Третья дверь на противоположной от Заравича стороне, где еще несколько часов назад сидел суицидальный героинист, после которого еще не успели прибраться. Но Гренс не замечал ни грязи, ни вони, когда, пригласив в камеру Марианну и Свена, плотно закрыл дверь.
— Так кто из вас?
Свен и Марианна переглянулись и посмотрели на шефа.
— Что, Эверт?
— Кто, черт возьми! У нас с Хоффманом опять утечка! И это может быть только кто-то из вас! Кто?
Они поняли. «Оборотень» кто-то из своих, кто все время рядом с Гренсом. Других объяснений здесь не нужно.
Эверт Гренс имел привычку срывать гнев на предметах мебели. Все лучше, чем бить людей. Сверкающая стальная койка из отдела судмедэкспертизы в Сольне звенела, как колокольчик, — печально, как только и могла звенеть койка, на которой резали мертвецов ради информации для следствия. А шаткий ночной столик Гренса в его кабинете всегда глухо стучал, мягко врезаясь в диван с вельветовой обивкой.

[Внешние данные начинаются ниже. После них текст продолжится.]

//! Tunables shared by every binary: frame thresholds, relay branching
//! factor, varprint caps, and front-end history depth. Each binary's own
//! `clap::Parser` struct `#[command(flatten)]`s this group.

use clap::Args;

use crate::coordinator::VarprintLimits;
use crate::transport::FrameConfig;

#[derive(Debug, Clone, Args)]
pub struct CoreConfig {
    /// Messages larger than this many bytes are zstd-compressed instead of split.
    #[arg(long, default_value_t = 64 * 1024)]
    pub frame_compress_threshold: usize,

    /// Messages larger than this many bytes (and not compressed) are split
    /// into multi-header/multi-payload frames.
    #[arg(long, default_value_t = 16 * 1024)]
    pub frame_split_threshold: usize,

    /// Size of each chunk when a message is split.
    #[arg(long, default_value_t = 8 * 1024)]
    pub frame_chunk_size: usize,

    /// zstd compression level used for oversized frames.
    #[arg(long, default_value_t = 3)]
    pub zstd_level: i32,

    /// Maximum number of direct children per relay node.
    #[arg(long, default_value_t = 32)]
    pub relay_branching_factor: usize,

    /// Maximum depth a varprint DFS descends before pruning, except along
    /// the branch leading to the requested name.
    #[arg(long, default_value_t = 5)]
    pub varprint_max_depth: usize,

    /// Maximum children a single varprint DFS level expands before setting
    /// `more_children` on the parent.
    #[arg(long, default_value_t = 60)]
    pub varprint_max_children: usize,

    /// Above this many siblings reported by GDB, a level is not expanded
    /// further regardless of depth.
    #[arg(long, default_value_t = 128)]
    pub varprint_max_siblings: usize,

    /// Number of past aggregated batches the front-end keeps for `expand`.
    #[arg(long, default_value_t = 64)]
    pub history_length: usize,

    /// Number of MPI ranks assigned to each back-end host.
    #[arg(long, default_value_t = 1)]
    pub ranks_per_backend: i64,

    /// A relay flushes its aggregation barrier after this many
    /// milliseconds even if not every expected child has reported.
    #[arg(long, default_value_t = 250)]
    pub relay_barrier_timeout_ms: u64,

    /// A back-end that has heard nothing on its parent stream for this
    /// many seconds self-terminates.
    #[arg(long, default_value_t = 30)]
    pub backend_grace_period_secs: u64,
}

impl Default for CoreConfig {
    fn default() -> Self {
        CoreConfig {
            frame_compress_threshold: 64 * 1024,
            frame_split_threshold: 16 * 1024,
            frame_chunk_size: 8 * 1024,
            zstd_level: 3,
            relay_branching_factor: 32,
            varprint_max_depth: 5,
            varprint_max_children: 60,
            varprint_max_siblings: 128,
            history_length: 64,
            ranks_per_backend: 1,
            relay_barrier_timeout_ms: 250,
            backend_grace_period_secs: 30,
        }
    }
}

impl CoreConfig {
    pub fn frame_config(&self) -> FrameConfig {
        FrameConfig {
            compress_threshold: self.frame_compress_threshold,
            split_threshold: self.frame_split_threshold,
            chunk_size: self.frame_chunk_size,
            zstd_level: self.zstd_level,
        }
    }

    pub fn varprint_limits(&self) -> VarprintLimits {
        VarprintLimits {
            max_depth: self.varprint_max_depth,
            max_children: self.varprint_max_children,
            max_siblings: self.varprint_max_siblings,
        }
    }
}

#[cfg(test)]
mod tests {
    use super::*;

    #[test]
    fn default_config_matches_frame_and_varprint_defaults() {
        let cfg = CoreConfig::default();
        assert_eq!(cfg.frame_config().compress_threshold, FrameConfig::default().compress_threshold);
        assert_eq!(cfg.varprint_limits().max_children, VarprintLimits::default().max_children);
    }
}
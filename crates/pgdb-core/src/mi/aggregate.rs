//! Aggregated-record representation: a single record shape shared by a set
//! of ranks, with per-field values stored as a majority `default` plus a
//! sparse `overrides` map for the minority (spec.md §4.3).
//!
//! The substitution tree mirrors the record's own field tree, replacing
//! every primitive leaf (a string, or a list of strings) with a key into a
//! [`Substitution`] table. Non-primitive containers (tuples, and lists that
//! hold non-string elements) are walked recursively rather than substituted
//! wholesale, so two records differing only in a nested leaf still share
//! the rest of their structure.

use std::collections::HashMap;

use serde::{Deserialize, Serialize};

use crate::interval::Interval;
use crate::mi::record::{Record, RecordType, ShapeKey, Value};

/// One substitution's stored history: the value held by most ranks, and
/// the (usually empty, or small) set of ranks holding something else.
type Entry = (Value, HashMap<i64, Value>);

/// A table of substitutions shared by all ranks contributing to an
/// aggregated record, plus the rank set those substitutions cover.
#[derive(Debug, Clone, Default, Serialize, Deserialize)]
pub struct Substitution {
    substitutions: HashMap<u64, Entry>,
    next_key: u64,
    ids: Interval,
}

impl Substitution {
    pub fn new() -> Self {
        Self::default()
    }

    fn next_key(&mut self) -> u64 {
        let k = self.next_key;
        self.next_key += 1;
        k
    }

    /// Records `value` as the (sole, so-far default) substitution for
    /// `vid` and returns the key referring to it.
    pub fn add_substitution(&mut self, value: Value, vid: i64) -> u64 {
        let key = self.next_key();
        self.substitutions.insert(key, (value, HashMap::new()));
        self.add_id(vid);
        key
    }

    pub fn add_id(&mut self, vid: i64) {
        if !self.ids.contains(vid) {
            self.ids = self.ids.union(&Interval::single(vid));
        }
    }

    pub fn ids(&self) -> &Interval {
        &self.ids
    }

    pub fn num_substitutions(&self) -> usize {
        self.substitutions.len()
    }

    /// The value a given key takes on for a given rank: its override if one
    /// is recorded, otherwise the default.
    pub fn get_substitution(&self, key: u64, vid: i64) -> Value {
        let (default, overrides) = self.substitutions.get(&key).expect("unknown substitution key");
        overrides.get(&vid).cloned().unwrap_or_else(|| default.clone())
    }

    fn substitutions_for_vid(&self, vid: i64) -> Vec<(u64, Value)> {
        let mut keys: Vec<&u64> = self.substitutions.keys().collect();
        keys.sort_unstable();
        keys.into_iter().map(|&k| (k, self.get_substitution(k, vid))).collect()
    }

    /// Groups the rank set by identical substitution assignments: ranks
    /// whose values agree on every key end up in the same group.
    pub fn substitution_classes(&self) -> Vec<Vec<i64>> {
        let mut classes: HashMap<Vec<(u64, Value)>, Vec<i64>> = HashMap::new();
        for vid in self.ids.members() {
            classes.entry(self.substitutions_for_vid(vid)).or_default().push(vid);
        }
        classes.into_values().collect()
    }

    /// Merges the substitution at `my_key` in `self` with the one at
    /// `other_key` in `other`, picking whichever value is held by more
    /// ranks as the new default and demoting the rest to overrides.
    fn merge_substitution(&self, other: &Substitution, my_key: u64, other_key: u64) -> Entry {
        let (my_default, my_dict) = self.substitutions.get(&my_key).expect("unknown key");
        let (other_default, other_dict) = other.substitutions.get(&other_key).expect("unknown key");

        let num_my_ids = self.ids.count() as i64;
        let num_other_ids = other.ids.count() as i64;
        let my_default_count = num_my_ids - my_dict.len() as i64;
        let other_default_count = num_other_ids - other_dict.len() as i64;

        let mut counts: HashMap<&Value, usize> = HashMap::new();
        for v in my_dict.values() {
            *counts.entry(v).or_insert(0) += 1;
        }
        for v in other_dict.values() {
            *counts.entry(v).or_insert(0) += 1;
        }

        if counts.is_empty() {
            // Neither side has any overrides; the only question is which
            // default wins.
            if my_default == other_default {
                return (my_default.clone(), my_dict.clone());
            } else if my_default_count >= other_default_count {
                let mut new_dict = my_dict.clone();
                for vid in other.ids.members() {
                    new_dict.insert(vid, other_default.clone());
                }
                return (my_default.clone(), new_dict);
            } else {
                let mut new_dict = my_dict.clone();
                for vid in self.ids.members() {
                    new_dict.insert(vid, my_default.clone());
                }
                return (other_default.clone(), new_dict);
            }
        }

        let (max_value, max_count) = counts
            .iter()
            .max_by_key(|(_, count)| **count)
            .map(|(v, c)| ((*v).clone(), *c as i64))
            .expect("counts checked non-empty above");

        let replace_with_max = |my_dict: &HashMap<i64, Value>, other_dict: &HashMap<i64, Value>| {
            let mut new_dict = HashMap::new();
            for (k, v) in my_dict {
                if *v != max_value {
                    new_dict.insert(*k, v.clone());
                }
            }
            for (k, v) in other_dict {
                if *v != max_value {
                    new_dict.insert(*k, v.clone());
                }
            }
            for vid in self.ids.members() {
                if !my_dict.contains_key(&vid) {
                    new_dict.insert(vid, my_default.clone());
                }
            }
            for vid in other.ids.members() {
                if !other_dict.contains_key(&vid) {
                    new_dict.insert(vid, other_default.clone());
                }
            }
            new_dict
        };

        let union_dicts = |my_dict: &HashMap<i64, Value>, other_dict: &HashMap<i64, Value>| {
            let mut new_dict = my_dict.clone();
            new_dict.extend(other_dict.clone());
            new_dict
        };

        let (new_default, mut new_dict) = if my_default == other_default {
            if max_count > my_default_count + other_default_count {
                (max_value.clone(), replace_with_max(my_dict, other_dict))
            } else {
                (my_default.clone(), union_dicts(my_dict, other_dict))
            }
        } else if my_default_count > other_default_count {
            if max_count > my_default_count {
                (max_value.clone(), replace_with_max(my_dict, other_dict))
            } else {
                let mut new_dict = union_dicts(my_dict, other_dict);
                for vid in other.ids.members() {
                    if !other_dict.contains_key(&vid) {
                        new_dict.insert(vid, other_default.clone());
                    }
                }
                (my_default.clone(), new_dict)
            }
        } else if max_count > other_default_count {
            (max_value.clone(), replace_with_max(my_dict, other_dict))
        } else {
            let mut new_dict = union_dicts(my_dict, other_dict);
            for vid in self.ids.members() {
                if !my_dict.contains_key(&vid) {
                    new_dict.insert(vid, my_default.clone());
                }
            }
            (other_default.clone(), new_dict)
        };

        new_dict.retain(|_, v| *v != new_default);
        (new_default, new_dict)
    }

    /// Folds `other`'s substitutions into `self`, assuming the two tables
    /// were built over records of identical shape so their keys were
    /// assigned in the same order.
    pub fn combine(&mut self, other: &Substitution) {
        let mut merged = HashMap::with_capacity(self.substitutions.len());
        for &key in self.substitutions.keys() {
            merged.insert(key, self.merge_substitution(other, key, key));
        }
        self.substitutions = merged;
        self.ids = self.ids.union(&other.ids);
    }
}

Здесь же не было ни столов, ни коек, поэтому Гренс стукнул кулаком в стену. И этот удар не имел никаких последствий, если не считать крови, проступившей на костяшках пальцев и оставившей на белой бетонной стене розоватый след.
— Эверт, дорогой, успокойся.
— Успокоиться, Хермансон? Я работал здесь больше сорока лет! Скоро пенсия, и до сих пор меня ни разу — ни разу! — не водили за нос мои же коллеги.
Гренс никому не доверял, в этом они с Хоффманом были похожи. Они даже как-то говорили о том, что жизнь научила их выбирать время от времени, кому можно довериться. Но еще один урок, которого Хоффман еще не получил, а Гренс уже усвоил, состоял в том, что даже тот, кого ты выбрал, может в конце концов предать.
— Отвечайте!
И это было то, что случилось с комиссаром.
— Кто из вас?
Марианна Хермансон было попятилась, но теперь подошла и встала рядом с Гренсом. Просто она ужасно не любила, когда ее запугивают.